• **Task to complete**:
Would you copy all lines in the data that contain the word "String"?

Dataset entries
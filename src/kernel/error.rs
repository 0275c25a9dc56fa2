//=========================================================================
// Kernel Errors
//=========================================================================

use thiserror::Error;

use crate::core::host::{HostError, HostInterface};

/// Reasons `Kernel::exec()` can fail before the loop starts.
#[derive(Debug, Error)]
pub enum KernelError {
    #[error("no host factory registered for {0}")]
    HostUnavailable(HostInterface),

    #[error("host initialization failed: {0}")]
    HostInit(#[from] HostError),
}
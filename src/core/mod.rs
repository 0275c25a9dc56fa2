//=========================================================================
// Core
//=========================================================================
//
// Host-independent engine systems.
//
//   input   : composable virtual input graph, devices, name maps
//   screen  : screen trait, screen stack and transition queue
//   host    : contracts a platform backend implements (window, scheduler)
//   updater : fan-out tick helper used by the kernel's pre/post phases
//
// Everything here runs on the single tick thread. Nothing in this module
// talks to the OS directly; that lives in the private `platform` module.
//
//=========================================================================

//=== Module Declarations =================================================

pub mod geometry;
pub mod host;
pub mod input;
pub mod screen;
mod updater;

//=== External Dependencies ===============================================

use std::cell::RefCell;
use std::rc::Rc;

//=== Public API ==========================================================

pub use geometry::{InclusiveRange, Rect};
pub use updater::{Updater, UpdaterKey};

//=== Updatable ===========================================================

/// Something that receives a per-tick time delta.
///
/// Updatables can be attached to the kernel's pre- or post-updater to be
/// ticked once per frame before or after (respectively) the active screen.
pub trait Updatable {
    /// Advances this object by `dt` seconds.
    fn update(&mut self, dt: f32);
}

/// Lets the application keep a handle to an updatable it attached.
impl<T: Updatable + ?Sized> Updatable for Rc<RefCell<T>> {
    fn update(&mut self, dt: f32) {
        self.borrow_mut().update(dt);
    }
}

impl<T: Updatable + ?Sized> Updatable for Box<T> {
    fn update(&mut self, dt: f32) {
        (**self).update(dt);
    }
}
//=========================================================================
// AndButton
//=========================================================================
//
// Down iff every attached child is down. With no children it is
// vacuously down.
//
// Derived identity:
//   id   = "and-<id1>-<id2>..."
//   name = "(<name1>) + (<name2>) + ..."
//
//=========================================================================

use std::any::Any;

use super::{ButtonList, ButtonSet};
use crate::core::input::graph::InputGraph;
use crate::core::input::node::{ButtonId, ButtonInput, InputLabel, InputRef};

//=== AndButton ===========================================================

/// Button chord: down while all children are held.
#[derive(Debug)]
pub struct AndButton {
    children: ButtonList,
    id: String,
    name: String,
}

impl AndButton {
    pub fn new() -> Self {
        let mut button = Self {
            children: ButtonList::default(),
            id: String::new(),
            name: String::new(),
        };
        button.rename();
        button
    }

    fn rename(&mut self) {
        (self.id, self.name) = self.children.derive_label("and", " + ");
    }
}

impl Default for AndButton {
    fn default() -> Self {
        Self::new()
    }
}

impl ButtonInput for AndButton {
    fn id(&self) -> &str {
        &self.id
    }

    fn name(&self) -> &str {
        &self.name
    }

    fn is_down(&self, graph: &InputGraph) -> bool {
        self.children.ids().all(|child| graph.is_down(child))
    }

    fn children(&self) -> Vec<InputRef> {
        self.children.refs()
    }

    fn forget(&mut self, removed: InputRef) {
        if let InputRef::Button(id) = removed {
            if self.children.remove(id) {
                self.rename();
            }
        }
    }

    fn as_any(&self) -> &dyn Any {
        self
    }

    fn as_any_mut(&mut self) -> &mut dyn Any {
        self
    }
}

impl ButtonSet for AndButton {
    fn attach(&mut self, child: ButtonId, label: InputLabel) -> bool {
        let attached = self.children.insert(child, label);
        if attached {
            self.rename();
        }
        attached
    }

    fn detach(&mut self, child: ButtonId) -> bool {
        let detached = self.children.remove(child);
        if detached {
            self.rename();
        }
        detached
    }

    fn is_attached(&self, child: ButtonId) -> bool {
        self.children.contains(child)
    }

    fn attached(&self) -> Vec<ButtonId> {
        self.children.ids().collect()
    }
}

//=========================================================================
// Unit Tests
//=========================================================================

#[cfg(test)]
mod tests {
    use super::*;
    use crate::core::input::device::DeviceButton;
    use crate::core::input::node::ANONYMOUS_DEVICE;

    fn setup() -> (InputGraph, ButtonId, ButtonId, ButtonId) {
        let mut graph = InputGraph::new();
        let ctrl = graph.add_button(DeviceButton::new("Control", "Control", "Keyboard"));
        let s = graph.add_button(DeviceButton::new("S", "S", "Keyboard"));
        let and = graph.add_button(AndButton::new());
        (graph, ctrl, s, and)
    }

    fn press(graph: &mut InputGraph, id: ButtonId, down: bool) {
        graph.button_as_mut::<DeviceButton>(id).unwrap().set_down(down);
    }

    #[test]
    fn empty_and_is_down() {
        let (graph, _, _, and) = setup();
        assert!(graph.is_down(and));
    }

    #[test]
    fn down_only_when_all_children_down() {
        let (mut graph, ctrl, s, and) = setup();
        graph.attach(and, ctrl).unwrap();
        graph.attach(and, s).unwrap();

        for (c, k) in [(false, false), (true, false), (false, true), (true, true)] {
            press(&mut graph, ctrl, c);
            press(&mut graph, s, k);
            assert_eq!(graph.is_down(and), c && k);
        }
    }

    #[test]
    fn identity_is_derived_from_children() {
        let (mut graph, ctrl, s, and) = setup();
        assert_eq!(graph.button(and).unwrap().id(), "and");

        graph.attach(and, ctrl).unwrap();
        graph.attach(and, s).unwrap();

        let node = graph.button(and).unwrap();
        assert_eq!(node.id(), "and-Control-S");
        assert_eq!(node.name(), "(Control) + (S)");
        assert_eq!(node.device_id(), ANONYMOUS_DEVICE);
    }

    #[test]
    fn duplicate_attach_is_ignored() {
        let (mut graph, ctrl, _, and) = setup();

        assert!(graph.attach(and, ctrl).unwrap());
        assert!(!graph.attach(and, ctrl).unwrap());
        assert_eq!(graph.button(and).unwrap().id(), "and-Control");
    }

    #[test]
    fn attach_then_detach_restores_empty_default() {
        let (mut graph, ctrl, _, and) = setup();

        graph.attach(and, ctrl).unwrap();
        assert!(!graph.is_down(and));

        assert!(graph.detach(and, ctrl).unwrap());
        assert!(!graph.is_attached(and, ctrl));
        assert!(graph.is_down(and));
        assert_eq!(graph.button(and).unwrap().id(), "and");
    }
}
//=========================================================================
// Geometry
//=========================================================================
//
// Small value types shared by the window and input layers.
//
//   Rect<T>           : axis-aligned rectangle (window bounds)
//   InclusiveRange<T> : closed interval (axis activation ranges)
//
//=========================================================================

//=== External Dependencies ===============================================

use std::ops::{Add, Sub};

//=== Rect ================================================================

/// Two-dimensional axis-aligned rectangle.
///
/// Stored as origin + extent. Edge accessors are derived, so setting the
/// bottom or right edge resizes the rectangle instead of moving it.
#[derive(Debug, Clone, Copy, PartialEq, Default)]
pub struct Rect<T> {
    pub x: T,
    pub y: T,
    pub width: T,
    pub height: T,
}

impl<T> Rect<T>
where
    T: Copy + Add<Output = T> + Sub<Output = T>,
{
    pub const fn new(x: T, y: T, width: T, height: T) -> Self {
        Self { x, y, width, height }
    }

    pub fn top(&self) -> T {
        self.y
    }

    pub fn set_top(&mut self, top: T) {
        self.y = top;
    }

    pub fn bottom(&self) -> T {
        self.y + self.height
    }

    /// Moves the bottom edge, keeping the top edge fixed.
    pub fn set_bottom(&mut self, bottom: T) {
        self.height = bottom - self.y;
    }

    pub fn left(&self) -> T {
        self.x
    }

    pub fn set_left(&mut self, left: T) {
        self.x = left;
    }

    pub fn right(&self) -> T {
        self.x + self.width
    }

    /// Moves the right edge, keeping the left edge fixed.
    pub fn set_right(&mut self, right: T) {
        self.width = right - self.x;
    }
}

//=== InclusiveRange ======================================================

/// Continuous range of values with inclusive bounds at both ends.
#[derive(Debug, Clone, Copy, PartialEq, Default)]
pub struct InclusiveRange<T> {
    pub min: T,
    pub max: T,
}

impl<T: Copy + PartialOrd> InclusiveRange<T> {
    pub const fn new(min: T, max: T) -> Self {
        Self { min, max }
    }

    /// Returns `true` if `min <= value <= max`.
    pub fn contains(&self, value: T) -> bool {
        self.min <= value && value <= self.max
    }
}

impl InclusiveRange<f32> {
    /// Linearly maps `t` in `[0, 1]` onto this range (not clamped).
    pub fn lerp(&self, t: f32) -> f32 {
        self.min + (self.max - self.min) * t
    }
}

//=========================================================================
// Unit Tests
//=========================================================================
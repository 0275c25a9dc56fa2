//=========================================================================
// Platform Subsystem
//=========================================================================
//
// Bundled host backends.
//
// Architecture:
// ```text
//  WinitHost     (desktop)                HeadlessHost  (no window)
//   ├─ EventLoop, pumped once per tick     ├─ Receiver<HostEvent>
//   ├─ InputProcessor                      ├─ HeadlessWindow
//   │    winit events → InputEvent         └─ fixed-step scheduler
//   └─ WinitWindow
//          │                                       │
//          └──────────── HostBindings ─────────────┘
//                 window / StandardInputs / scheduler
// ```
//
// Both hosts register the same keyboard and mouse devices, so screens
// behave identically under either one. Only the event source differs.
//
//=========================================================================

//=== Submodules ==========================================================

mod headless;
mod input_processor;
mod winit_host;

//=== Public API ==========================================================

pub use headless::{HeadlessHost, HeadlessRemote, HeadlessWindow, HostEvent};
pub use winit_host::WinitHost;
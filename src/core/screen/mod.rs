//=========================================================================
// Screen System
//=========================================================================
//
// Stack-managed units of application state.
//
// Architecture:
//   ScreenStack
//     └─ screens: Vec<Box<dyn Screen>>   (top = last)
//
// Lifecycle of a pushed screen:
//   load → (update | render)* → unload
//
// Screens see the rest of the kernel through a `ScreenContext`, which
// also lets them request stack changes. Requests are queued and applied
// once the current screen call has returned.
//
//=========================================================================

//=== Module Declarations =================================================

mod screen_stack;
mod transition_queue;

//=== Public API ==========================================================

pub use screen_stack::ScreenStack;
pub use transition_queue::{ScreenTransition, TransitionQueue};

//=== Internal Dependencies ===============================================

use crate::core::host::Window;
use crate::core::input::{Input, InputDevice, InputDevices};

//=== Screen Trait ========================================================

/// A unit of application state on the kernel's screen stack.
///
/// Only `update()` and `render()` are required:
///
/// ```rust
/// # use xenon_engine::prelude::*;
/// struct Title;
///
/// impl Screen for Title {
///     fn update(&mut self, ctx: &mut ScreenContext, _dt: f32) {
///         if ctx.input().is_pressed("Start") {
///             ctx.exit();
///         }
///     }
///
///     fn render(&mut self, _ctx: &mut ScreenContext, _dt: f32) {}
/// }
/// ```
pub trait Screen {
    /// Called once, right after the screen is pushed.
    fn load(&mut self, _ctx: &mut ScreenContext) {}

    /// Called once, right before the screen leaves the stack.
    fn unload(&mut self, _ctx: &mut ScreenContext) {}

    /// Called every update tick while this screen is on top.
    fn update(&mut self, ctx: &mut ScreenContext, dt: f32);

    /// Called every render tick while this screen is on top.
    fn render(&mut self, ctx: &mut ScreenContext, dt: f32);
}

//=== ScreenContext =======================================================

/// What a screen can reach while it runs.
pub struct ScreenContext<'a> {
    input: &'a mut Input,
    window: Option<&'a mut dyn Window>,
    devices: Option<&'a dyn InputDevices>,
    transitions: &'a mut TransitionQueue,
}

impl<'a> ScreenContext<'a> {
    pub fn new(
        input: &'a mut Input,
        window: Option<&'a mut dyn Window>,
        devices: Option<&'a dyn InputDevices>,
        transitions: &'a mut TransitionQueue,
    ) -> Self {
        Self {
            input,
            window,
            devices,
            transitions,
        }
    }

    //--- Services ---------------------------------------------------------

    pub fn input(&self) -> &Input {
        &*self.input
    }

    pub fn input_mut(&mut self) -> &mut Input {
        &mut *self.input
    }

    pub fn window(&self) -> Option<&dyn Window> {
        self.window.as_deref()
    }

    pub fn window_mut(&mut self) -> Option<&mut (dyn Window + 'a)> {
        self.window.as_deref_mut()
    }

    pub fn has_device(&self, id: &str) -> bool {
        self.devices.is_some_and(|devices| devices.has_device(id))
    }

    pub fn device(&self, id: &str) -> Option<&dyn InputDevice> {
        self.devices?.device(id)
    }

    //--- Stack Requests ---------------------------------------------------

    /// Pushes `screen` once the current call returns.
    pub fn push<S: Screen + 'static>(&mut self, screen: S) {
        self.transitions.push(ScreenTransition::Push(Box::new(screen)));
    }

    /// Pops the top screen once the current call returns.
    pub fn pop(&mut self) {
        self.transitions.push(ScreenTransition::Pop);
    }

    /// Replaces the top screen once the current call returns.
    pub fn swap<S: Screen + 'static>(&mut self, screen: S) {
        self.transitions.push(ScreenTransition::Swap(Box::new(screen)));
    }

    /// Stops the kernel after the current tick.
    pub fn exit(&mut self) {
        self.transitions.push(ScreenTransition::Exit);
    }
}
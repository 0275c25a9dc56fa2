//=========================================================================
// Host Contracts
//=========================================================================
//
// What a platform backend provides to the kernel.
//
// Architecture:
// ```text
// HostRegistry
//   └─ HostInterface → Box<dyn HostFactory>
//                          │ init(config, graph)
//                          ↓
//                     HostBindings
//                       ├─ window:    Option<Box<dyn Window>>
//                       ├─ devices:   Box<dyn InputDevices>
//                       └─ scheduler: Box<dyn Scheduler>
// ```
//
// Exactly one host is initialized per `Kernel::exec()`. The scheduler
// owns the loop pacing; the kernel only reacts to `FrameCallbacks`.
//
//=========================================================================

//=== External Dependencies ===============================================

use std::collections::HashMap;
use std::fmt;
use std::time::Duration;

use log::debug;
use thiserror::Error;

//=== Internal Dependencies ===============================================

use crate::core::geometry::Rect;
use crate::core::input::{InputDevices, InputEvent, InputGraph};

//=== Bundled Hosts =======================================================

pub use crate::platform::{HeadlessHost, HeadlessRemote, HeadlessWindow, HostEvent, WinitHost};

//=== HostInterface =======================================================

/// Identifies a platform backend.
#[derive(Debug, Clone, Copy, PartialEq, Eq, Hash, Default)]
pub enum HostInterface {
    /// Desktop window and OS event loop through winit.
    #[default]
    Winit,

    /// No window. Fixed-step loop fed by injected events.
    Headless,
}

impl fmt::Display for HostInterface {
    fn fmt(&self, f: &mut fmt::Formatter<'_>) -> fmt::Result {
        match self {
            Self::Winit => f.write_str("winit"),
            Self::Headless => f.write_str("headless"),
        }
    }
}

//=== HostConfig ==========================================================

/// Resolved settings handed to a host factory.
#[derive(Debug, Clone, PartialEq)]
pub struct HostConfig {
    pub title: String,
    pub width: u32,
    pub height: u32,
    pub fullscreen: bool,
    /// Update ticks per second.
    pub tps: u32,
    /// Process arguments, forwarded untouched.
    pub args: Vec<String>,
}

impl Default for HostConfig {
    fn default() -> Self {
        Self {
            title: "Xenon".to_owned(),
            width: 800,
            height: 600,
            fullscreen: false,
            tps: 60,
            args: Vec::new(),
        }
    }
}

impl HostConfig {
    /// Update rate, never below one tick per second.
    pub fn tick_rate(&self) -> u32 {
        self.tps.max(1)
    }

    /// Fixed update delta in seconds.
    pub fn dt(&self) -> f32 {
        1.0 / self.tick_rate() as f32
    }

    /// Fixed update interval.
    pub fn step(&self) -> Duration {
        Duration::from_secs_f64(1.0 / self.tick_rate() as f64)
    }
}

//=== Window ==============================================================

/// Host window.
pub trait Window {
    /// Opaque native handle.
    fn handle(&self) -> u64;

    fn title(&self) -> String;
    fn set_title(&mut self, title: &str);

    /// Outer position and inner size, in physical pixels.
    fn bounds(&self) -> Rect<i32>;
    fn set_bounds(&mut self, bounds: Rect<i32>);

    fn show(&mut self);
    fn hide(&mut self);

    fn is_fullscreen(&self) -> bool;
    fn set_fullscreen(&mut self, fullscreen: bool);

    fn toggle_fullscreen(&mut self) {
        let fullscreen = self.is_fullscreen();
        self.set_fullscreen(!fullscreen);
    }
}

//=== Scheduler ===========================================================

/// Kernel-side handlers a scheduler drives.
pub trait FrameCallbacks {
    /// Delivers one host input event.
    fn input_event(&mut self, event: InputEvent);

    /// Runs one update tick.
    fn update(&mut self, dt: f32);

    /// Runs one render pass.
    fn render(&mut self, dt: f32);

    /// The host asked to close (window close button, remote request).
    fn exit_requested(&mut self);

    /// `false` once the kernel has stopped executing. Schedulers stop
    /// invoking callbacks for the rest of the tick.
    fn is_running(&self) -> bool;
}

/// Drives the tick loop for one host.
///
/// Each `tick()` may invoke the callbacks zero, one, or more times.
pub trait Scheduler {
    fn tick(&mut self, frame: &mut dyn FrameCallbacks);
}

//=== HostBindings ========================================================

/// Objects a host factory produces.
pub struct HostBindings {
    pub window: Option<Box<dyn Window>>,
    pub devices: Box<dyn InputDevices>,
    pub scheduler: Box<dyn Scheduler>,
}

//=== HostError ===========================================================

#[derive(Debug, Error)]
pub enum HostError {
    #[error("event loop creation failed: {0}")]
    EventLoop(String),

    #[error("window creation failed: {0}")]
    WindowCreation(String),

    #[error("{0} host is not available: {1}")]
    Unavailable(HostInterface, String),
}

//=== HostFactory =========================================================

/// Builds a host's bindings. Called once per `Kernel::exec()`.
///
/// Device primitives are registered in `graph`.
pub trait HostFactory {
    fn init(&mut self, config: &HostConfig, graph: &mut InputGraph) -> Result<HostBindings, HostError>;
}

impl<F> HostFactory for F
where
    F: FnMut(&HostConfig, &mut InputGraph) -> Result<HostBindings, HostError>,
{
    fn init(&mut self, config: &HostConfig, graph: &mut InputGraph) -> Result<HostBindings, HostError> {
        self(config, graph)
    }
}

//=== HostRegistry ========================================================

/// Maps each host interface to the factory that initializes it.
pub struct HostRegistry {
    factories: HashMap<HostInterface, Box<dyn HostFactory>>,
}

impl HostRegistry {
    /// Registry with no hosts.
    pub fn empty() -> Self {
        Self {
            factories: HashMap::new(),
        }
    }

    /// Registry with the bundled winit and headless hosts.
    pub fn with_defaults() -> Self {
        let mut registry = Self::empty();
        registry.register(HostInterface::Winit, WinitHost::new());
        registry.register(HostInterface::Headless, HeadlessHost::new());
        registry
    }

    /// Registers (or replaces) the factory for `interface`.
    pub fn register<F>(&mut self, interface: HostInterface, factory: F)
    where
        F: HostFactory + 'static,
    {
        if self.factories.insert(interface, Box::new(factory)).is_some() {
            debug!(target: "host", "Replaced {} host factory", interface);
        }
    }

    pub fn is_registered(&self, interface: HostInterface) -> bool {
        self.factories.contains_key(&interface)
    }

    pub fn factory_mut(&mut self, interface: HostInterface) -> Option<&mut (dyn HostFactory + 'static)> {
        self.factories.get_mut(&interface).map(|factory| factory.as_mut())
    }
}

impl Default for HostRegistry {
    fn default() -> Self {
        Self::with_defaults()
    }
}

//=========================================================================
// Unit Tests
//=========================================================================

• **Task result**:
    id: String,
    name: String,
            id: String::new(),
            name: String::new(),
    pub title: String,
    pub args: Vec<String>,
    fn title(&self) -> String;
    EventLoop(String),
    WindowCreation(String),
    Unavailable(HostInterface, String),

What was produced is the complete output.